While the 2014 School Report Card shows Homewood-Flossmoor High School on par with schools across the state, the state-mandated data doesn’t tell the full story of what goes on at H-F, says Jodi Bryant, Director of Human Resources and Public Relations.
Faculty and administrators typically use numerous indicators over four years for a more complete picture of the abilities of H-F students.
H-F tests students as incoming freshmen through their senior year to gain assessments of how the students will do in classes, what assistance they need to meet and exceed graduation requirements and how best to push students to meet the rigors of H-F and prepare for college. Each of these tests plays a role when faculty decides how best to approach student needs through classwork.
The 2014 School Report Card, released in October, is based on juniors taking the Prairie State Achievement Exam (PSAE). The report gives a percentage of students meeting and exceeding state standards. In reading, H-F students were at 58 percent compared to 56 percent statewide; 49 percent in math compared to 52 percent statewide; and 49 percent in science compared to 50 percent statewide.

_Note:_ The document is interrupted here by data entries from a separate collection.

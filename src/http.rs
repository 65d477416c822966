//! Transport primitives for authorized requests and auth endpoint calls.
//!
//! [`HttpTransport`] is the crate's only dependency on an HTTP stack. Requests are plain owned
//! values ([`HttpRequest`]) so the pipeline can replay them unchanged apart from the
//! `Authorization` header. The reqwest-backed [`ReqwestHttpClient`] is enabled by the default
//! `reqwest` feature.

// crates.io
use ::http::{
	HeaderMap, HeaderValue, Method, StatusCode,
	header::{AUTHORIZATION, CONTENT_TYPE, InvalidHeaderValue},
};
// self
use crate::{_prelude::*, auth::BearerSecret, error::TransportError};

/// Boxed future returned by [`HttpTransport::execute`].
pub type TransportFuture<'a> =
	Pin<Box<dyn Future<Output = Result<HttpResponse, TransportError>> + 'a + Send>>;

/// Abstraction over HTTP stacks capable of executing a fully buffered request.
///
/// Implementations must treat non-2xx statuses as successful transport outcomes; only network
/// level failures map to [`TransportError`].
pub trait HttpTransport
where
	Self: 'static + Send + Sync,
{
	/// Sends `request` and buffers the response.
	fn execute(&self, request: HttpRequest) -> TransportFuture<'_>;
}
impl<T> HttpTransport for Arc<T>
where
	T: ?Sized + HttpTransport,
{
	fn execute(&self, request: HttpRequest) -> TransportFuture<'_> {
		(**self).execute(request)
	}
}

/// Owned, replayable outbound request.
#[derive(Clone, Debug)]
pub struct HttpRequest {
	/// HTTP method.
	pub method: Method,
	/// Absolute target URL.
	pub url: Url,
	/// Request headers; `Authorization` is managed by the pipeline.
	pub headers: HeaderMap,
	/// Optional buffered body.
	pub body: Option<Vec<u8>>,
}
impl HttpRequest {
	/// Creates a request without headers or body.
	pub fn new(method: Method, url: Url) -> Self {
		Self { method, url, headers: HeaderMap::new(), body: None }
	}

	/// Shorthand for a `GET` request.
	pub fn get(url: Url) -> Self {
		Self::new(Method::GET, url)
	}

	/// Shorthand for a `POST` request.
	pub fn post(url: Url) -> Self {
		Self::new(Method::POST, url)
	}

	/// Sets a raw body.
	pub fn with_body(mut self, body: impl Into<Vec<u8>>) -> Self {
		self.body = Some(body.into());

		self
	}

	/// Serializes `payload` as the JSON body.
	pub fn with_json<T>(mut self, payload: &T) -> Result<Self, serde_json::Error>
	where
		T: ?Sized + Serialize,
	{
		self.body = Some(serde_json::to_vec(payload)?);
		self.headers.insert(CONTENT_TYPE, HeaderValue::from_static("application/json"));

		Ok(self)
	}

	/// Returns the current `Authorization` header, if it is valid UTF-8.
	pub fn authorization(&self) -> Option<&str> {
		self.headers.get(AUTHORIZATION).and_then(|value| value.to_str().ok())
	}

	/// Replaces the `Authorization` header with a bearer credential.
	pub(crate) fn set_bearer(&mut self, secret: &BearerSecret) -> Result<(), InvalidHeaderValue> {
		self.headers.insert(AUTHORIZATION, secret.header_value()?);

		Ok(())
	}

	/// Removes any `Authorization` header.
	pub(crate) fn clear_authorization(&mut self) {
		self.headers.remove(AUTHORIZATION);
	}
}

/// Fully buffered response.
#[derive(Clone, Debug)]
pub struct HttpResponse {
	/// Response status.
	pub status: StatusCode,
	/// Response headers.
	pub headers: HeaderMap,
	/// Response body.
	pub body: Vec<u8>,
}
impl HttpResponse {
	/// Creates an empty response with the given status.
	pub fn new(status: StatusCode) -> Self {
		Self { status, headers: HeaderMap::new(), body: Vec::new() }
	}

	/// Sets the body.
	pub fn with_body(mut self, body: impl Into<Vec<u8>>) -> Self {
		self.body = body.into();

		self
	}

	/// Returns `true` for the authorization-rejected status (401).
	pub fn is_unauthorized(&self) -> bool {
		self.status == StatusCode::UNAUTHORIZED
	}

	/// Parses the body as JSON, reporting the failing path on error.
	pub fn json<T>(&self) -> Result<T, serde_path_to_error::Error<serde_json::Error>>
	where
		T: serde::de::DeserializeOwned,
	{
		let mut deserializer = serde_json::Deserializer::from_slice(&self.body);

		serde_path_to_error::deserialize(&mut deserializer)
	}
}

/// Thin wrapper around [`ReqwestClient`] so shared HTTP behavior lives in one place.
///
/// Renewal material travels in an HTTP-only cookie, so the client used for the renewal endpoint
/// must keep a cookie store; [`ReqwestHttpClient::with_cookie_store`] builds one.
#[cfg(feature = "reqwest")]
#[derive(Clone, Debug, Default)]
pub struct ReqwestHttpClient(pub ReqwestClient);
#[cfg(feature = "reqwest")]
impl ReqwestHttpClient {
	/// Wraps an existing reqwest [`ReqwestClient`].
	pub fn with_client(client: ReqwestClient) -> Self {
		Self(client)
	}

	/// Builds a client that remembers cookies between calls.
	pub fn with_cookie_store() -> Result<Self, crate::error::ConfigError> {
		Ok(Self(ReqwestClient::builder().cookie_store(true).build()?))
	}
}
#[cfg(feature = "reqwest")]
impl HttpTransport for ReqwestHttpClient {
	fn execute(&self, request: HttpRequest) -> TransportFuture<'_> {
		let client = self.0.clone();

		Box::pin(async move {
			let mut builder = client.request(request.method, request.url).headers(request.headers);

			if let Some(body) = request.body {
				builder = builder.body(body);
			}

			let response = builder.send().await?;
			let status = response.status();
			let headers = response.headers().to_owned();
			let body = response.bytes().await?.to_vec();

			Ok(HttpResponse { status, headers, body })
		})
	}
}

The PSAE is given over two days. The first day, all students take the ACT, a college placement exam. On day two, students take the WorkKeys exam developed by the Illinois State Board of Education for assessments in science, applied math and reading for information.
The School Report Card also shows H-F with 93 percent daily attendance and a graduation rate of 94 percent. H-F has what many consider tough graduation requirements. All students—whether headed to college or not—must complete Algebra I and II, Geometry, Trigonometry, Biology, Chemistry and Physics.
“These requirements have been in place since 2004 because we felt we needed to increase the rigors of our curriculum and increase the rigors for our students,” said Bryant.
The report card information also shows 80 percent of H-F students go on to college, but Bryant said that number is low. H-F says the number is closer to 90 percent after including non-reported college students and those enrolled in community college. The number also doesn’t record students entering the military or going into the trades.
“I think when looking at all schools and trying to make a judgment call you should look at several indicators and what we’re doing for all kids,” Bryant said. She believes the School Report Card exam—which only tests juniors—doesn’t relate to all H-F data for students from their freshman year through graduation. That data is “the internal assessment frameworks that we have. We know where students come in as freshmen and we know how much we’ve moved them all the way to their senior year,” she explained.
Bryant said H-F takes those numbers, recognizes which students are struggling and designs interventions and programs. “So, every number and data point is useful; it just needs to be part of the larger picture” of school assessment, she added.
Illinois is replacing the PSAE with the Partnership for Assessment of Readiness for College and Careers (PARCC) exam in 2015 because it conforms more closely to the new mandates of the Common Core curriculum based on consistent, real-world learning goals and expectations for what students should learn in English language arts and mathematics at each grade level.
The change means students in Illinois high schools will no longer take the ACT college entrance exam as an achievement measurement. However, H-F will continue to test students with the ACT, Bryant said, because it is one of the best measurements of student progress relating to H-F’s intensive curriculum.